Among the entries below, find the lines holding "ProjectRef" and copy them.

........

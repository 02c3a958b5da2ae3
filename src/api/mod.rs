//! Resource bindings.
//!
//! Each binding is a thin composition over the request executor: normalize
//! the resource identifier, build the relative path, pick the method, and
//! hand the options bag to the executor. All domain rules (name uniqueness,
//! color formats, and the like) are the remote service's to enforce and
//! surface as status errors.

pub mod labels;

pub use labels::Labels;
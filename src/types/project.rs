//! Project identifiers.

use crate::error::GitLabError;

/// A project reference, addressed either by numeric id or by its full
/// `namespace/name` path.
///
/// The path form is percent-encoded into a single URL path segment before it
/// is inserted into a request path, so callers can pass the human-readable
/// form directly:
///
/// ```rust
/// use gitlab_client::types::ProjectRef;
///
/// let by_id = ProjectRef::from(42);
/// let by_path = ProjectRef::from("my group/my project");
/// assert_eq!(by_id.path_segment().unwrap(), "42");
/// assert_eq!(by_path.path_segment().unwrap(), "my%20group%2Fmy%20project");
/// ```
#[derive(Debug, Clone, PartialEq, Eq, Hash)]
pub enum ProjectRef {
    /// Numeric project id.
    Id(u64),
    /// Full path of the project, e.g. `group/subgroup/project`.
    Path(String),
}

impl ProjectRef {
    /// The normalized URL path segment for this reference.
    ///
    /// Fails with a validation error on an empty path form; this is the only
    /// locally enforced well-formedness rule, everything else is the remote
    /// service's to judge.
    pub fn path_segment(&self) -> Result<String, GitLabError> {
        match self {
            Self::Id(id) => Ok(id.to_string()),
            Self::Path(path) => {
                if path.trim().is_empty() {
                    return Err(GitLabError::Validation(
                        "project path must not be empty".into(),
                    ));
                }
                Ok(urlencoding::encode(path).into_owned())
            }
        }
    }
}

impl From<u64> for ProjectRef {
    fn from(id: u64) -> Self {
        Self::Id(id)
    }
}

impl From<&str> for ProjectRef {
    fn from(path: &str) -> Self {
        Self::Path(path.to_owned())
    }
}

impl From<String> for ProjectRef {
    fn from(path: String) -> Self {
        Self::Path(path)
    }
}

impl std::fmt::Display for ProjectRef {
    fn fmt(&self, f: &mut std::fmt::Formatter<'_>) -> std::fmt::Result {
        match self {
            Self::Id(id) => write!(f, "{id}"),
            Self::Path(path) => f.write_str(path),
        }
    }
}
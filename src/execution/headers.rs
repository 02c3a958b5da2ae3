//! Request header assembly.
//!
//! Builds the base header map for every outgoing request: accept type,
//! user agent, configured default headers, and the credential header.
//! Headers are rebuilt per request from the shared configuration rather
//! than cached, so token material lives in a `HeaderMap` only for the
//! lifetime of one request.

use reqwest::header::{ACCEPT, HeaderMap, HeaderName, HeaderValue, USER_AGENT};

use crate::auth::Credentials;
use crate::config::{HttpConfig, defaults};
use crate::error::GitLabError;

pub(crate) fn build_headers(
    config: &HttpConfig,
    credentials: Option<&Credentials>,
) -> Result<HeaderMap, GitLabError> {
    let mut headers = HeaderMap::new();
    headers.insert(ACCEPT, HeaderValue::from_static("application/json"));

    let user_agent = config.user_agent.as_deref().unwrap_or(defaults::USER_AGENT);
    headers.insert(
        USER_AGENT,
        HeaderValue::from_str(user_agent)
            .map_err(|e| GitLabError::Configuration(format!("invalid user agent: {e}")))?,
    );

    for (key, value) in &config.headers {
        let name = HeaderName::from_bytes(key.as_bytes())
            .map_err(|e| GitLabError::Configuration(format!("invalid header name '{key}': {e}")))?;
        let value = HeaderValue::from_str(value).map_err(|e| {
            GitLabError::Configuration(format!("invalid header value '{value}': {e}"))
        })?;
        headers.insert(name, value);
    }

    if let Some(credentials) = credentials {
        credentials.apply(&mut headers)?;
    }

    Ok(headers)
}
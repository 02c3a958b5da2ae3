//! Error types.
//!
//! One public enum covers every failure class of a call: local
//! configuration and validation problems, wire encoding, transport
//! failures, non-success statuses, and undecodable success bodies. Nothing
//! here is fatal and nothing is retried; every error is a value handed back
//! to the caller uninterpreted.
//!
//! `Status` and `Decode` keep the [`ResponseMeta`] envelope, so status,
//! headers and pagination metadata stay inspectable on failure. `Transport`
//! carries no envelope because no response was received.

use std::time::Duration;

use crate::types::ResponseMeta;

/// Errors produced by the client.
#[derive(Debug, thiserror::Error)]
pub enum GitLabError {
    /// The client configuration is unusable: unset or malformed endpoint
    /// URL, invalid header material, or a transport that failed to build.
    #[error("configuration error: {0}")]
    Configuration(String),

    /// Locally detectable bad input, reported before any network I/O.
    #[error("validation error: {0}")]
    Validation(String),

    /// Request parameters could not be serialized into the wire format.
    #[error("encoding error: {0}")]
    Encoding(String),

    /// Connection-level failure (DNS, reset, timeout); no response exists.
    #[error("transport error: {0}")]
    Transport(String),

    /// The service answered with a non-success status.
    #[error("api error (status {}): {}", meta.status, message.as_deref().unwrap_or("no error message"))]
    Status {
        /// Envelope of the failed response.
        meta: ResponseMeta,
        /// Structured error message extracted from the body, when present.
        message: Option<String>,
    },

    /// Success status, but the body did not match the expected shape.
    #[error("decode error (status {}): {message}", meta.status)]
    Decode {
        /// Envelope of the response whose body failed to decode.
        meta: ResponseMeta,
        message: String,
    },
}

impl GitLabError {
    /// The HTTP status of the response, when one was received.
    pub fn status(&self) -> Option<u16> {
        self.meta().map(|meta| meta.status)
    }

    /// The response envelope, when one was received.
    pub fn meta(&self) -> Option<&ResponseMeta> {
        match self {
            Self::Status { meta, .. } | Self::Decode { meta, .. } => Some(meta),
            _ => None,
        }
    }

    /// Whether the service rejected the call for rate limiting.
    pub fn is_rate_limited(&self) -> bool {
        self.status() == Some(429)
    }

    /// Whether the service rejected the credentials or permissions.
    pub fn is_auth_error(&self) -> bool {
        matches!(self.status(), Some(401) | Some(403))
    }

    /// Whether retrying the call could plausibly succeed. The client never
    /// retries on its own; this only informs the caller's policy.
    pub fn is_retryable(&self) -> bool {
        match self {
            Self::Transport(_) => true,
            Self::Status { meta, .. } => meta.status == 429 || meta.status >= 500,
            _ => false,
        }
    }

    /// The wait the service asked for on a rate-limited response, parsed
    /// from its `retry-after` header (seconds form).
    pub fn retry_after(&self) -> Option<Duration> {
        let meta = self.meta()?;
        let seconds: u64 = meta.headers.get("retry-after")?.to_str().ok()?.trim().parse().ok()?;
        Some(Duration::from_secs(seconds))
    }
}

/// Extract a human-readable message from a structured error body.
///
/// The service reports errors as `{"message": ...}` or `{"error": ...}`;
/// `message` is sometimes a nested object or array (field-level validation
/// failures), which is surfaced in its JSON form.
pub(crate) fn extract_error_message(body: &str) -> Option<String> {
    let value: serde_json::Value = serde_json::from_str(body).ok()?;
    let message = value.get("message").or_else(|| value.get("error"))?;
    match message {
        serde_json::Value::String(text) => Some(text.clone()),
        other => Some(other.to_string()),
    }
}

........

> [Your solution]
/// use gitlab_client::types::ProjectRef;
/// let by_id = ProjectRef::from(42);
/// let by_path = ProjectRef::from("my group/my project");
pub enum ProjectRef {
impl ProjectRef {
impl From<u64> for ProjectRef {
impl From<&str> for ProjectRef {
impl From<String> for ProjectRef {
impl std::fmt::Display for ProjectRef {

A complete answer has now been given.